■ What you need to do ■
In the response, each entry below should appear again exactly as given.

Stored records:
····················

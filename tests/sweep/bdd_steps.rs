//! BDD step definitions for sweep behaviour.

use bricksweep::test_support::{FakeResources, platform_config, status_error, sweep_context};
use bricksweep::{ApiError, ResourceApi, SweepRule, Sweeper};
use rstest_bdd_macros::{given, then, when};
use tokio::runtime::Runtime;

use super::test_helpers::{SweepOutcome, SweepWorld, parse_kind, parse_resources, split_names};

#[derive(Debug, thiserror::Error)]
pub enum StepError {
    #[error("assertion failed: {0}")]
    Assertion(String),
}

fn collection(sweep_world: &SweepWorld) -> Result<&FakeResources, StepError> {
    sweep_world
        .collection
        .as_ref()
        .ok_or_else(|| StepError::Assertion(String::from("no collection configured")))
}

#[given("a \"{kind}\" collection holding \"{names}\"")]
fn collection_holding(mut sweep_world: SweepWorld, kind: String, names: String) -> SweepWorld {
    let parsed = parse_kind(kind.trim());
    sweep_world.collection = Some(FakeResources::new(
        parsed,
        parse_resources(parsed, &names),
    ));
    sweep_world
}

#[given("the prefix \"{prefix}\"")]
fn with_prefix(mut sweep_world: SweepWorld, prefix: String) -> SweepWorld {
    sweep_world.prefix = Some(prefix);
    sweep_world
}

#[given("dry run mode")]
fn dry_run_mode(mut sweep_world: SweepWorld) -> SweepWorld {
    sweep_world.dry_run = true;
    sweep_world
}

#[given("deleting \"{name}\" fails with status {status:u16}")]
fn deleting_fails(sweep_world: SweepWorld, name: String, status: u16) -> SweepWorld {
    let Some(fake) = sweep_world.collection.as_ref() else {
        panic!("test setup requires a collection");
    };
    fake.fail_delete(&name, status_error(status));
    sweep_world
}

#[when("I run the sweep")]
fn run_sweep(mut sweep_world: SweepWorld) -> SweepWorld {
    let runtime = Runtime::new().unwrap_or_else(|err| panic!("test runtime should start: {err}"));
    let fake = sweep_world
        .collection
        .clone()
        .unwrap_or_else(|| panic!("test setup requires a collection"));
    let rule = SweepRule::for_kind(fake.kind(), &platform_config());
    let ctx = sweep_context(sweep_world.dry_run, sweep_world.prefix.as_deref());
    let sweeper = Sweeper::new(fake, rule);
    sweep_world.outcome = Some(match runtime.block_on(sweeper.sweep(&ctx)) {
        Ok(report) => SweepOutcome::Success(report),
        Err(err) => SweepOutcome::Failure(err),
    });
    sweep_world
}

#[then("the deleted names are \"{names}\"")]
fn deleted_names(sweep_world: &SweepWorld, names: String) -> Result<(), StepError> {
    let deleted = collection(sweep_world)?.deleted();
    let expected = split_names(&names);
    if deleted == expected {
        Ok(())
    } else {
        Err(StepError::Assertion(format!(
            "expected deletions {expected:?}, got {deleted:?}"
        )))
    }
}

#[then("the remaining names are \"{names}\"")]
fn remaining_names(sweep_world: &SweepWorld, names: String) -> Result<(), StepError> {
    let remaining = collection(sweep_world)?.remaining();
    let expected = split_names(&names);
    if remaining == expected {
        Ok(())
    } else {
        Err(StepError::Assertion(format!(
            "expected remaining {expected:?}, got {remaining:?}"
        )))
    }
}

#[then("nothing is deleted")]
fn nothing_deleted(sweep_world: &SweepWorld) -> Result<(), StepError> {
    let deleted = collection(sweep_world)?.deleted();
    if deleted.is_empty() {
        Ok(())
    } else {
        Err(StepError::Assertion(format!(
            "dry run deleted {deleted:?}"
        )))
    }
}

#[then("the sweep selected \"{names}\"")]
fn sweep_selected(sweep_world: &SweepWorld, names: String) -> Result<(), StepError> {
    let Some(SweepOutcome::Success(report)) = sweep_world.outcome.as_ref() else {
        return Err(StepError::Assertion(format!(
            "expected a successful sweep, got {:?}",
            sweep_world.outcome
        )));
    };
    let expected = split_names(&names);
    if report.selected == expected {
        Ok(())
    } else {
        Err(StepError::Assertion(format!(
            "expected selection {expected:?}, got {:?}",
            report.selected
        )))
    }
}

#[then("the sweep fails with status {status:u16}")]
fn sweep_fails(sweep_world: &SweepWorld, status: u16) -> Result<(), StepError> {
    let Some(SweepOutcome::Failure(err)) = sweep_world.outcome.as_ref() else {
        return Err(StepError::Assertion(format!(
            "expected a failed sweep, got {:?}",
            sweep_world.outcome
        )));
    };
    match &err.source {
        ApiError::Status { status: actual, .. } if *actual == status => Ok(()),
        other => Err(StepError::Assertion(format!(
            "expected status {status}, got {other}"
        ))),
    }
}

····················

■ Exercise response ■
filename tests/sweep/bdd_steps.rs
//! BDD step definitions for sweep behaviour.

use bricksweep::test_support::{FakeResources, platform_config, status_error, sweep_context};
use bricksweep::{ApiError, ResourceApi, SweepRule, Sweeper};
use rstest_bdd_macros::{given, then, when};
use tokio::runtime::Runtime;

use super::test_helpers::{SweepOutcome, SweepWorld, parse_kind, parse_resources, split_names};

#[derive(Debug, thiserror::Error)]
pub enum StepError {
    #[error("assertion failed: {0}")]
    Assertion(String),
}

fn collection(sweep_world: &SweepWorld) -> Result<&FakeResources, StepError> {
    sweep_world
        .collection
        .as_ref()
        .ok_or_else(|| StepError::Assertion(String::from("no collection configured")))
}

#[given("a \"{kind}\" collection holding \"{names}\"")]
fn collection_holding(mut sweep_world: SweepWorld, kind: String, names: String) -> SweepWorld {
    let parsed = parse_kind(kind.trim());
    sweep_world.collection = Some(FakeResources::new(
        parsed,
        parse_resources(parsed, &names),
    ));
    sweep_world
}

#[given("the prefix \"{prefix}\"")]
fn with_prefix(mut sweep_world: SweepWorld, prefix: String) -> SweepWorld {
    sweep_world.prefix = Some(prefix);
    sweep_world
}

#[given("dry run mode")]
fn dry_run_mode(mut sweep_world: SweepWorld) -> SweepWorld {
    sweep_world.dry_run = true;
    sweep_world
}

#[given("deleting \"{name}\" fails with status {status:u16}")]
fn deleting_fails(sweep_world: SweepWorld, name: String, status: u16) -> SweepWorld {
    let Some(fake) = sweep_world.collection.as_ref() else {
        panic!("test setup requires a collection");
    };
    fake.fail_delete(&name, status_error(status));
    sweep_world
}

#[when("I run the sweep")]
fn run_sweep(mut sweep_world: SweepWorld) -> SweepWorld {
    let runtime = Runtime::new().unwrap_or_else(|err| panic!("test runtime should start: {err}"));
    let fake = sweep_world
        .collection
        .clone()
        .unwrap_or_else(|| panic!("test setup requires a collection"));
    let rule = SweepRule::for_kind(fake.kind(), &platform_config());
    let ctx = sweep_context(sweep_world.dry_run, sweep_world.prefix.as_deref());
    let sweeper = Sweeper::new(fake, rule);
    sweep_world.outcome = Some(match runtime.block_on(sweeper.sweep(&ctx)) {
        Ok(report) => SweepOutcome::Success(report),
        Err(err) => SweepOutcome::Failure(err),
    });
    sweep_world
}

#[then("the deleted names are \"{names}\"")]
fn deleted_names(sweep_world: &SweepWorld, names: String) -> Result<(), StepError> {
    let deleted = collection(sweep_world)?.deleted();
    let expected = split_names(&names);
    if deleted == expected {
        Ok(())
    } else {
        Err(StepError::Assertion(format!(
            "expected deletions {expected:?}, got {deleted:?}"
        )))
    }
}

#[then("the remaining names are \"{names}\"")]
fn remaining_names(sweep_world: &SweepWorld, names: String) -> Result<(), StepError> {
    let remaining = collection(sweep_world)?.remaining();
    let expected = split_names(&names);
    if remaining == expected {
        Ok(())
    } else {
        Err(StepError::Assertion(format!(
            "expected remaining {expected:?}, got {remaining:?}"
        )))
    }
}

#[then("nothing is deleted")]
fn nothing_deleted(sweep_world: &SweepWorld) -> Result<(), StepError> {
    let deleted = collection(sweep_world)?.deleted();
    if deleted.is_empty() {
        Ok(())
    } else {
        Err(StepError::Assertion(format!(
            "dry run deleted {deleted:?}"
        )))
    }
}

#[then("the sweep selected \"{names}\"")]
fn sweep_selected(sweep_world: &SweepWorld, names: String) -> Result<(), StepError> {
    let Some(SweepOutcome::Success(report)) = sweep_world.outcome.as_ref() else {
        return Err(StepError::Assertion(format!(
            "expected a successful sweep, got {:?}",
            sweep_world.outcome
        )));
    };
    let expected = split_names(&names);
    if report.selected == expected {
        Ok(())
    } else {
        Err(StepError::Assertion(format!(
            "expected selection {expected:?}, got {:?}",
            report.selected
        )))
    }
}

#[then("the sweep fails with status {status:u16}")]
fn sweep_fails(sweep_world: &SweepWorld, status: u16) -> Result<(), StepError> {
    let Some(SweepOutcome::Failure(err)) = sweep_world.outcome.as_ref() else {
        return Err(StepError::Assertion(format!(
            "expected a failed sweep, got {:?}",
            sweep_world.outcome
        )));
    };
    match &err.source {
        ApiError::Status { status: actual, .. } if *actual == status => Ok(()),
        other => Err(StepError::Assertion(format!(
            "expected status {status}, got {other}"
        ))),
    }
}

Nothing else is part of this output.